Extracellular vesicles—or exosomes, as they are more commonly known—continue to be a curious research focus for the scientific community. Once assumed to be waste materials secreted by cells, exosomes have recently been identified as mail carriers, serving an essential role in cell-to-cell communication by acting as delivery vehicles between cells. New research from Carnegie Mellon University and UPMC explores a new use case for exosomes: Delivering growth factors like bone morphogenetic proteins (BMPs) for bone healing.
Exosomes resemble nano-sized bubbles and are secreted by every cell in the body. Functionally, they carry messages from one cell to another, for example, proteins, DNA, RNA and other biomolecules that can help determine how cells behave and function. In simple terms, if exosomes are produced by bad cells, such as cancer cells, they will carry bad messages, and vice versa, they will carry good messages if produced by healthy cells. Exosomes are now being explored as biomarkers and for various therapeutic-specific applications.
“In thinking through the evolutionary role of exosomes, we started wondering whether or not we could extract and load them with growth factors, and use them as trojan horses for carrying therapeutic cargo,” said Saigopalakrishna “Sai” Yerneni, postdoctoral researcher at Carnegie Mellon University. “We focused our initial efforts on one type of growth factor—BMP2. BMP2-engineered exosomes could be used for bone healing and aiding people who have traumatic bone injuries.”
Growth factors as proteins have a significant effect in altering cell behavior and typically behave in a lock-and-key manner.

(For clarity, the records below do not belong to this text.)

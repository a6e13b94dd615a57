pub mod cli;
pub mod config;
pub mod error;
pub mod gateway;
pub mod restart;
pub mod storage;

use anyhow::{Context, Result};
use clap::Parser;
use cli::{Cli, Commands};
use config::{load_config, RelayConfig};
use std::sync::Arc;
use tokio::signal;
use tokio::task::JoinError;
use wallet_relay_connector::{Command, JsonRpcClient, ServiceError, WalletService};

use crate::gateway::protocol::hash_secret;
use crate::storage::SledCursorStore;

/// The main entry point for running the relay application logic.
/// This function handles CLI parsing, configuration, and service startup.
pub async fn run() -> Result<()> {
    let cli = Cli::parse();

    match cli.command {
        Commands::Run(run_cmd) => {
            let config = load_config_from_cli(run_cmd)?;
            wallet_relay_logger::init(&config.gateway.log)?;
            tracing::info!(
                daemon = %config.connector.daemon.binary.display(),
                ws_port = config.gateway.ws.port,
                "Configuration loaded"
            );
            run_relay(config).await
        }
        Commands::HashSecret(cmd) => {
            println!("{}", hash_secret(&cmd.secret));
            Ok(())
        }
    }
}

/// Loads the relay configuration based on the provided CLI command.
fn load_config_from_cli(run_cmd: cli::RunCmd) -> Result<RelayConfig> {
    match run_cmd.config.as_deref() {
        Some(config_path) => println!("Loading configuration from '{}'", config_path),
        None => println!("No config file provided, using default settings."),
    }
    load_config(run_cmd.config.as_deref())
}

/// Starts the wallet service and the gateway, then waits for Ctrl+C or for
/// the service to end on its own.
async fn run_relay(config: RelayConfig) -> Result<()> {
    Command::validate_table().context("Invalid command table")?;

    let db = sled::open(&config.gateway.db_path)
        .with_context(|| format!("Failed to open database at '{}'", config.gateway.db_path))?;
    let store = Arc::new(SledCursorStore::new(db));
    let rpc = Arc::new(JsonRpcClient::new(
        &config.connector.daemon,
        &config.connector.rpc,
    )?);
    tracing::info!("Wallet RPC endpoint: {}", rpc.endpoint());

    let (service, handle) = WalletService::new(Arc::new(config.connector.clone()), rpc, store);
    let mut service_task = tokio::spawn(service.run());

    let gateway = gateway::start(&config.gateway, handle.clone()).await?;

    if config.gateway.auto_restart {
        tokio::spawn(restart::restart_on_close(
            handle.clone(),
            config.gateway.restart_delay(),
        ));
    }
    handle.start().await;

    let outcome = tokio::select! {
        result = &mut service_task => result,
        signal = signal::ctrl_c() => {
            match signal {
                Ok(()) => tracing::info!("Received Ctrl+C, initiating graceful shutdown..."),
                Err(err) => tracing::error!(error = %err, "Failed to listen for shutdown signal."),
            }
            handle.shutdown().await;
            service_task.await
        }
    };

    gateway.stop();
    service_outcome(outcome)?;
    tracing::info!("Shutdown complete.");
    Ok(())
}

fn service_outcome(outcome: Result<Result<(), ServiceError>, JoinError>) -> Result<()> {
    outcome
        .context("Wallet service task failed")?
        .context("Wallet service stopped with an unrecoverable error")
}
//! Drives `WalletService` against small shell scripts standing in for the
//! wallet daemon, so process spawning, console input and shutdown run for real.

use async_trait::async_trait;
use serde_json::Value;
use std::os::unix::fs::PermissionsExt;
use std::path::{Path, PathBuf};
use std::sync::Arc;
use std::time::Duration;
use tempfile::TempDir;
use tokio::sync::broadcast;
use tokio::time::{timeout, Instant};
use wallet_relay_connector::{
    ConnectorConfig, CursorStore, RpcError, ServiceEvent, WalletRpc, WalletService,
    WalletServiceHandle,
};

/// The daemon's RPC endpoint is never reachable in these tests.
struct Unreachable;

#[async_trait]
impl WalletRpc for Unreachable {
    async fn call(&self, _method: &str, _params: Value) -> Result<Value, RpcError> {
        Err(RpcError::Transport("connection refused".into()))
    }
}

struct NoCursor;

#[async_trait]
impl CursorStore for NoCursor {
    async fn get_cursor(&self, _app: &str) -> anyhow::Result<u64> {
        Ok(1)
    }

    async fn set_cursor(&self, _app: &str, _height: u64) -> anyhow::Result<()> {
        Ok(())
    }
}

struct Daemon {
    dir: TempDir,
    handle: WalletServiceHandle,
    events: broadcast::Receiver<ServiceEvent>,
}

impl Daemon {
    /// Installs `body` as the daemon binary and starts the service around it.
    /// The RPC timeout is one second, so the shutdown grace period is two.
    async fn start(body: &str) -> Self {
        let dir = tempfile::tempdir().unwrap();
        let binary = dir.path().join("wallet-service");
        std::fs::write(&binary, format!("#!/bin/sh\n{}\n", body)).unwrap();
        std::fs::set_permissions(&binary, std::fs::Permissions::from_mode(0o755)).unwrap();
        let container = dir.path().join("main.wallet");
        std::fs::write(&container, b"").unwrap();

        let mut config = ConnectorConfig::default();
        config.daemon.binary = binary;
        config.daemon.container_file = Some(container);
        config.daemon.rpc_password = Some("pw".into());
        config.rpc.timeout_ms = 1_000;

        let (service, handle) =
            WalletService::new(Arc::new(config), Arc::new(Unreachable), Arc::new(NoCursor));
        let events = handle.subscribe();
        tokio::spawn(service.run());
        handle.start().await;

        Self { dir, handle, events }
    }

    fn path(&self, name: &str) -> PathBuf {
        self.dir.path().join(name)
    }

    /// Receives events until `matches` accepts one.
    async fn next(&mut self, matches: impl Fn(&ServiceEvent) -> bool) -> ServiceEvent {
        loop {
            match self.events.recv().await {
                Ok(event) if matches(&event) => return event,
                Ok(_) | Err(broadcast::error::RecvError::Lagged(_)) => {}
                Err(broadcast::error::RecvError::Closed) => panic!("event bus closed"),
            }
        }
    }

    async fn wait_for(
        &mut self,
        within: Duration,
        matches: impl Fn(&ServiceEvent) -> bool,
    ) -> ServiceEvent {
        timeout(within, self.next(matches))
            .await
            .expect("expected event was not emitted in time")
    }
}

fn read_lines(path: &Path) -> Vec<String> {
    std::fs::read_to_string(path)
        .unwrap_or_default()
        .lines()
        .map(str::to_string)
        .collect()
}

#[tokio::test(flavor = "multi_thread")]
async fn stop_twice_sends_exit_then_kills_after_grace() {
    // ignores `exit`, so only the kill ends it
    let mut daemon = Daemon::start(
        r#"echo "Loading container..."
while read line; do echo "$line" >> "$(dirname "$0")/console.log"; done"#,
    )
    .await;

    let start = daemon
        .wait_for(Duration::from_secs(5), |e| matches!(e, ServiceEvent::Start { .. }))
        .await;
    let ServiceEvent::Start { command_line } = start else {
        unreachable!()
    };
    assert!(command_line.contains("--rpc-password pw"));

    daemon
        .wait_for(Duration::from_secs(5), |e| {
            *e == ServiceEvent::Data("Loading container...".into())
        })
        .await;
    daemon
        .wait_for(Duration::from_secs(1), |e| {
            *e == ServiceEvent::Info("Loading wallet container...".into())
        })
        .await;

    let stopped_at = Instant::now();
    daemon.handle.stop().await;
    daemon.handle.stop().await;

    let close = daemon
        .wait_for(Duration::from_secs(15), |e| matches!(e, ServiceEvent::Close { .. }))
        .await;
    assert_eq!(
        close,
        ServiceEvent::Close {
            exit_code: None,
            expected: true
        }
    );
    assert!(
        stopped_at.elapsed() >= Duration::from_secs(2),
        "daemon was killed before the grace period elapsed"
    );
    assert_eq!(read_lines(&daemon.path("console.log")), vec!["exit"]);

    // the second stop must not produce another exit
    let again = timeout(
        Duration::from_secs(3),
        daemon.next(|e| matches!(e, ServiceEvent::Close { .. })),
    )
    .await;
    assert!(again.is_err());
}

#[tokio::test(flavor = "multi_thread")]
async fn daemon_that_exits_on_request_closes_without_kill() {
    let mut daemon = Daemon::start(
        r#"echo "Container loaded"
read line
echo "$line" > "$(dirname "$0")/console.log"
exit 3"#,
    )
    .await;

    daemon
        .wait_for(Duration::from_secs(5), |e| {
            *e == ServiceEvent::Info("Wallet container loaded".into())
        })
        .await;
    daemon.handle.stop().await;

    let close = daemon
        .wait_for(Duration::from_secs(10), |e| matches!(e, ServiceEvent::Close { .. }))
        .await;
    assert_eq!(
        close,
        ServiceEvent::Close {
            exit_code: Some(3),
            expected: true
        }
    );
    assert_eq!(read_lines(&daemon.path("console.log")), vec!["exit"]);
}

#[tokio::test(flavor = "multi_thread")]
async fn buffered_console_output_arrives_line_by_line() {
    // grep only flushes per line when its stdout is a terminal
    let mut daemon = Daemon::start(
        r#"(echo "Wallet loading is finished."; sleep 5) | grep ."#,
    )
    .await;

    daemon
        .wait_for(Duration::from_secs(3), |e| {
            *e == ServiceEvent::Data("Wallet loading is finished.".into())
        })
        .await;
    daemon
        .wait_for(Duration::from_secs(1), |e| {
            *e == ServiceEvent::Info("Wallet loading is finished".into())
        })
        .await;

    daemon.handle.shutdown().await;
}

#[tokio::test(flavor = "multi_thread")]
async fn console_writes_reach_the_daemon() {
    let mut daemon = Daemon::start(
        r#"read line
echo "WARNING got $line""#,
    )
    .await;

    daemon
        .wait_for(Duration::from_secs(5), |e| matches!(e, ServiceEvent::Start { .. }))
        .await;
    daemon.handle.write("balance").await;

    daemon
        .wait_for(Duration::from_secs(5), |e| {
            *e == ServiceEvent::Warning("WARNING got balance".into())
        })
        .await;
    let close = daemon
        .wait_for(Duration::from_secs(10), |e| matches!(e, ServiceEvent::Close { .. }))
        .await;
    assert_eq!(
        close,
        ServiceEvent::Close {
            exit_code: Some(0),
            expected: false
        }
    );
}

In other words, for a growth factor to effect cell behavior or have a therapeutic benefit, it must initially bind to it a receptor, which is found on the cell’s surface. Over the course of the group’s study, they found that when BMP2 was engineered into exosomes, this lock and key mechanism could be bypassed.
“While this may seem trivial at the outset, the discovery holds promise to change our current understanding of signaling processes of growth factors,” according to Phil Campbell, research professor of biomedical engineering and member of the Engineering Research Accelerator.

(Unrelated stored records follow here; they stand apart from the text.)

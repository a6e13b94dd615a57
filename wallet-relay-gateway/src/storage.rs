/// Provides the concrete `sled`-based implementation of the cursor store
/// defined in the `wallet-relay-connector` library.
use anyhow::{Context, Result};
use async_trait::async_trait;
use sled::Db;

use wallet_relay_connector::storage::{CursorStore, INITIAL_CURSOR};

/// A `sled`-backed implementation of the `CursorStore` trait.
///
/// Each application name owns one key, `<app>::scan-cursor`, holding the next
/// unscanned block height as a decimal string.
#[derive(Clone)]
pub struct SledCursorStore {
    db: Db,
}

impl SledCursorStore {
    pub fn new(db: Db) -> Self {
        Self { db }
    }

    fn key(app: &str) -> String {
        format!("{}::scan-cursor", app)
    }
}

#[async_trait]
impl CursorStore for SledCursorStore {
    async fn get_cursor(&self, app: &str) -> Result<u64> {
        let key = Self::key(app);
        match self.db.get(&key)? {
            Some(raw) => {
                let text = std::str::from_utf8(&raw)
                    .with_context(|| format!("Cursor '{}' is not valid UTF-8", key))?;
                text.parse::<u64>()
                    .with_context(|| format!("Cursor '{}' holds '{}', not a block height", key, text))
            }
            None => {
                self.set_cursor(app, INITIAL_CURSOR).await?;
                Ok(INITIAL_CURSOR)
            }
        }
    }

    /// Writes the cursor and waits for it to reach disk.
    async fn set_cursor(&self, app: &str, height: u64) -> Result<()> {
        self.db
            .insert(Self::key(app), height.to_string().as_bytes())?;
        self.db.flush_async().await?;
        Ok(())
    }
}
use anyhow::Result;

#[tokio::main]
async fn main() -> Result<()> {
    wallet_relay_gateway::run().await?;
    Ok(())
}
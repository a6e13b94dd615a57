//! Wire format of the gateway: every websocket text message is one JSON
//! [`Frame`], `{"event": <name>, "data": <payload>}`, with `data` omitted for
//! bare signals.

use crate::error::GatewayError;
use constant_time_eq::constant_time_eq;
use serde::{Deserialize, Serialize};
use serde_json::Value;
use sha2::{Digest, Sha256};

/// Sent by the server on connect, answered by the client with its secret hash.
pub const CHALLENGE: &str = "challenge";
/// The server's verdict on a challenge reply.
pub const AUTH: &str = "auth";
/// Sent by an authenticated client to leave and disconnect.
pub const LOGOUT: &str = "logout";
/// Correlation token field of requests and replies.
pub const NONCE: &str = "nonce";

#[derive(Debug, Clone, PartialEq, Serialize, Deserialize)]
pub struct Frame {
    pub event: String,
    #[serde(default, skip_serializing_if = "Option::is_none")]
    pub data: Option<Value>,
}

impl Frame {
    /// A frame carrying `data`. A `null` payload is omitted on the wire.
    pub fn new(event: impl Into<String>, data: Value) -> Self {
        Self {
            event: event.into(),
            data: (!data.is_null()).then_some(data),
        }
    }

    pub fn signal(event: impl Into<String>) -> Self {
        Self {
            event: event.into(),
            data: None,
        }
    }

    pub fn parse(text: &str) -> Result<Self, GatewayError> {
        Ok(serde_json::from_str(text)?)
    }

    pub fn to_json(&self) -> Result<String, GatewayError> {
        Ok(serde_json::to_string(self)?)
    }
}

/// Lowercase hex SHA-256 of `secret`, the value a client must send in reply to
/// the challenge.
pub fn hash_secret(secret: &str) -> String {
    hex::encode(Sha256::digest(secret.as_bytes()))
}

/// Compares an offered hash against the expected one in constant time.
pub fn secret_matches(expected_hash: &str, offered: &str) -> bool {
    let offered = offered.trim().to_ascii_lowercase();
    constant_time_eq(expected_hash.as_bytes(), offered.as_bytes())
}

To date, very few growth factors have been approved for clinical use by the FDA. This is due in part to the generally high concentration of growth factors that are required for therapeutic benefit in humans. BMP2 delivered via engineering exosomes, however, was found to produce a therapeutic effect with an extremely low concentration. This finding offers new hope for future clinical applications of growth factor deliveries via exosomes.
Schematic showing proposed mechanism for BMP2 signalling, cell trafficking, and recycling of BMP2, BMP2 receptors and HSPG, including the formation of nBMP2-EVs
Schematic showing the differential signalling via eBMP2-EVs and its role in BMP2 signalling bypassing both cell surface BMP2 receptors and noggin. Numbers within blue circles reflect the order of trafficking events for BMP2 signalling, beginning with receptor binding (1) through to recycling (5). nBMP2-EV is subject to signalling via the BMP2 pathway. Numbers within orange circles reflect the order of trafficking events for eBMP2-EV signalling, beginning with receptor binding (1) through to recycling (6). Arrows provide additional directional cues. Blue arrows indicate trafficking pathway, black arrows indicate signalling pathway and red arrows indicate delivery to lysosome degradation pathway.
“Beyond continuing to pursue the biological aspects of extracellular vesicle-cell communication, we also plan on expanding the exosome-based delivery approach to other growth factors that could potentially help in regenerative medicine and in controlling diseases such as cancer,” said Campbell.